If a line of the data below holds the word "InputOutOfBounds", list it.

********************

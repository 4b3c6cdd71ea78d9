//! The frame system is a tree of frames rooted at the `world` frame. Every frame knows
//! only its parent and its pose relative to that parent; the frame system composes these
//! poses to express a pose given in any frame in any other frame.
//!
//! Frames must be added parents first. The tree is not modified afterwards: per-call
//! additions (perceived objects and the like, see [crate::world_state]) go into a clone.

use std::collections::{HashMap, HashSet};
use std::error::Error;
use std::fmt;
use nalgebra::Point3;
use crate::frame::Frame;
use crate::kinematic_traits::{InputsByFrame, Pose, WORLD};

/// Errors of building the frame system or resolving poses in it.
#[derive(Debug, Clone, PartialEq)]
pub enum FrameSystemError {
    /// The frame was added before its parent.
    UnknownParent { frame: String, parent: String },
    DuplicateFrame(String),
    /// Frame without a name, placed under the given parent.
    UnnamedFrame { parent: String },
    InvalidLimits { frame: String, reason: String },
    FrameNotFound(String),
    /// Supplemental frame whose parent cannot be resolved (unknown, self reference or cycle).
    MissingParent { frame: String, missing_parent: String },
    /// Articulated frame on the path received no inputs or a wrong number of them.
    MissingInputs { frame: String, expected: usize, found: usize },
    InputOutOfBounds { frame: String, index: usize, value: f64, min: f64, max: f64 },
}

impl fmt::Display for FrameSystemError {
    fn fmt(&self, f: &mut fmt::Formatter) -> fmt::Result {
        match self {
            FrameSystemError::UnknownParent { frame, parent } =>
                write!(f, "frame '{}' refers to parent '{}' that is not in the frame system", frame, parent),
            FrameSystemError::DuplicateFrame(name) =>
                write!(f, "frame '{}' already exists", name),
            FrameSystemError::UnnamedFrame { parent } =>
                write!(f, "frame under '{}' has no name", parent),
            FrameSystemError::InvalidLimits { frame, reason } =>
                write!(f, "invalid limits of frame '{}': {}", frame, reason),
            FrameSystemError::FrameNotFound(name) =>
                write!(f, "frame '{}' not found", name),
            FrameSystemError::MissingParent { frame, missing_parent } =>
                write!(f, "parent frame '{}' for frame '{}' is missing", missing_parent, frame),
            FrameSystemError::MissingInputs { frame, expected, found } =>
                write!(f, "frame '{}' needs {} inputs but {} were given", frame, expected, found),
            FrameSystemError::InputOutOfBounds { frame, index, value, min, max } =>
                write!(f, "input {} of frame '{}' is {:.6}, outside of [{:.6}, {:.6}]",
                       index, frame, value, min, max),
        }
    }
}

impl Error for FrameSystemError {}

#[derive(Debug, Clone)]
pub struct FrameSystem {
    name: String,
    /// Frames in insertion order, so parents always come before children.
    frames: Vec<Frame>,
    index: HashMap<String, usize>,
}

impl FrameSystem {
    pub fn new(name: impl Into<String>) -> Self {
        FrameSystem {
            name: name.into(),
            frames: Vec::new(),
            index: HashMap::new(),
        }
    }

    pub fn name(&self) -> &str {
        &self.name
    }

    /// Adds the frame under its declared parent that must already be present.
    pub fn add_frame(&mut self, frame: Frame) -> Result<(), FrameSystemError> {
        if frame.name().is_empty() {
            return Err(FrameSystemError::UnnamedFrame { parent: frame.parent().to_string() });
        }
        if frame.name() == WORLD || self.index.contains_key(frame.name()) {
            return Err(FrameSystemError::DuplicateFrame(frame.name().to_string()));
        }
        if !self.contains(frame.parent()) {
            return Err(FrameSystemError::UnknownParent {
                frame: frame.name().to_string(),
                parent: frame.parent().to_string(),
            });
        }
        frame.validate()?;
        self.index.insert(frame.name().to_string(), self.frames.len());
        self.frames.push(frame);
        Ok(())
    }

    /// True for the world frame and every added frame.
    pub fn contains(&self, name: &str) -> bool {
        name == WORLD || self.index.contains_key(name)
    }

    /// The frame with this name. The world frame has no definition and is not returned.
    pub fn frame(&self, name: &str) -> Option<&Frame> {
        self.index.get(name).map(|&i| &self.frames[i])
    }

    /// Names of all frames except world, in insertion order.
    pub fn frame_names(&self) -> Vec<&str> {
        self.frames.iter().map(|frame| frame.name()).collect()
    }

    /// Parent of the frame, None for the world frame.
    pub fn parent(&self, name: &str) -> Result<Option<&str>, FrameSystemError> {
        if name == WORLD {
            return Ok(None);
        }
        self.frame(name)
            .map(|frame| Some(frame.parent()))
            .ok_or_else(|| FrameSystemError::FrameNotFound(name.to_string()))
    }

    /// The frame itself followed by all its ancestors, ending with world.
    pub fn ancestors(&self, name: &str) -> Result<Vec<&str>, FrameSystemError> {
        let mut chain = Vec::new();
        let mut current = match self.index.get_key_value(name) {
            Some((key, _)) => key.as_str(),
            None if name == WORLD => WORLD,
            None => return Err(FrameSystemError::FrameNotFound(name.to_string())),
        };
        loop {
            chain.push(current);
            match self.parent(current)? {
                Some(parent) => current = parent,
                None => return Ok(chain),
            }
        }
    }

    /// Expresses the pose, given in the source frame, in the destination frame.
    ///
    /// The path goes up from the source to the lowest common ancestor, then down to
    /// the destination. Every articulated frame on that path must have inputs.
    pub fn transform_frame(&self, inputs: &InputsByFrame, pose: &Pose,
                           source: &str, destination: &str) -> Result<Pose, FrameSystemError> {
        let source_path = self.ancestors(source)?;
        let destination_path = self.ancestors(destination)?;
        let common = lowest_common_ancestor(&source_path, &destination_path);

        // Upward leg first, then the downward one. Do not reorder, poses do not commute.
        let source_in_common = self.compose_down_to(inputs, &source_path, common)?;
        let destination_in_common = self.compose_down_to(inputs, &destination_path, common)?;
        Ok(destination_in_common.inverse() * source_in_common * pose)
    }

    /// Expresses the point, given in the source frame, in the destination frame.
    pub fn transform_point(&self, inputs: &InputsByFrame, point: &Point3<f64>,
                           source: &str, destination: &str) -> Result<Point3<f64>, FrameSystemError> {
        let pose = self.transform_frame(inputs, &Pose::identity(), source, destination)?;
        Ok(pose.transform_point(point))
    }

    /// Pose of the frame (its origin) in world.
    pub fn pose_in_world(&self, inputs: &InputsByFrame, name: &str) -> Result<Pose, FrameSystemError> {
        self.transform_frame(inputs, &Pose::identity(), name, WORLD)
    }

    /// Composes frames of the path (starting frame first, ancestors following) until
    /// the common ancestor, giving the pose of the starting frame in the ancestor.
    fn compose_down_to(&self, inputs: &InputsByFrame, path: &[&str], common: &str)
                       -> Result<Pose, FrameSystemError> {
        let mut pose = Pose::identity();
        for name in path.iter().take_while(|name| **name != common) {
            let frame = self.frame(name)
                .ok_or_else(|| FrameSystemError::FrameNotFound(name.to_string()))?;
            pose = frame_transform(frame, inputs)? * pose;
        }
        Ok(pose)
    }
}

/// Pose of the frame relative to its parent, taking its inputs from the map.
pub(crate) fn frame_transform(frame: &Frame, inputs: &InputsByFrame) -> Result<Pose, FrameSystemError> {
    if frame.is_static() {
        return frame.transform(&[]);
    }
    match inputs.get(frame.name()) {
        Some(values) => frame.transform(values),
        None => Err(FrameSystemError::MissingInputs {
            frame: frame.name().to_string(),
            expected: frame.dof(),
            found: 0,
        }),
    }
}

/// Both paths end with world so there is always a common ancestor.
fn lowest_common_ancestor<'a>(a: &[&'a str], b: &[&'a str]) -> &'a str {
    let in_b: HashSet<&str> = b.iter().copied().collect();
    a.iter().copied().find(|name| in_b.contains(name)).unwrap_or(WORLD)
}

/// Orders items so that every item comes after its parent. Parents are either already
/// known (`known`) or other items. Input order is kept wherever possible. If some item can
/// never be placed, the first such item in input order is reported as (name, parent).
pub(crate) fn sort_parents_first<T>(
    items: Vec<T>,
    name: impl Fn(&T) -> &str,
    parent: impl Fn(&T) -> &str,
    known: impl Fn(&str) -> bool,
) -> Result<Vec<T>, (String, String)> {
    let mut placed_names: HashSet<String> = HashSet::new();
    let mut remaining: Vec<T> = items;
    let mut sorted: Vec<T> = Vec::with_capacity(remaining.len());

    while !remaining.is_empty() {
        let before = remaining.len();
        let mut still_waiting = Vec::with_capacity(before);
        for item in remaining {
            let parent_name = parent(&item);
            if parent_name != name(&item) && (known(parent_name) || placed_names.contains(parent_name)) {
                placed_names.insert(name(&item).to_string());
                sorted.push(item);
            } else {
                still_waiting.push(item);
            }
        }
        remaining = still_waiting;
        if remaining.len() == before {
            let orphan = &remaining[0];
            return Err((name(orphan).to_string(), parent(orphan).to_string()));
        }
    }
    Ok(sorted)
}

********************

**Answer to this task:**
    InputOutOfBounds { frame: String, index: usize, value: f64, min: f64, max: f64 },
            FrameSystemError::InputOutOfBounds { frame, index, value, min, max } =>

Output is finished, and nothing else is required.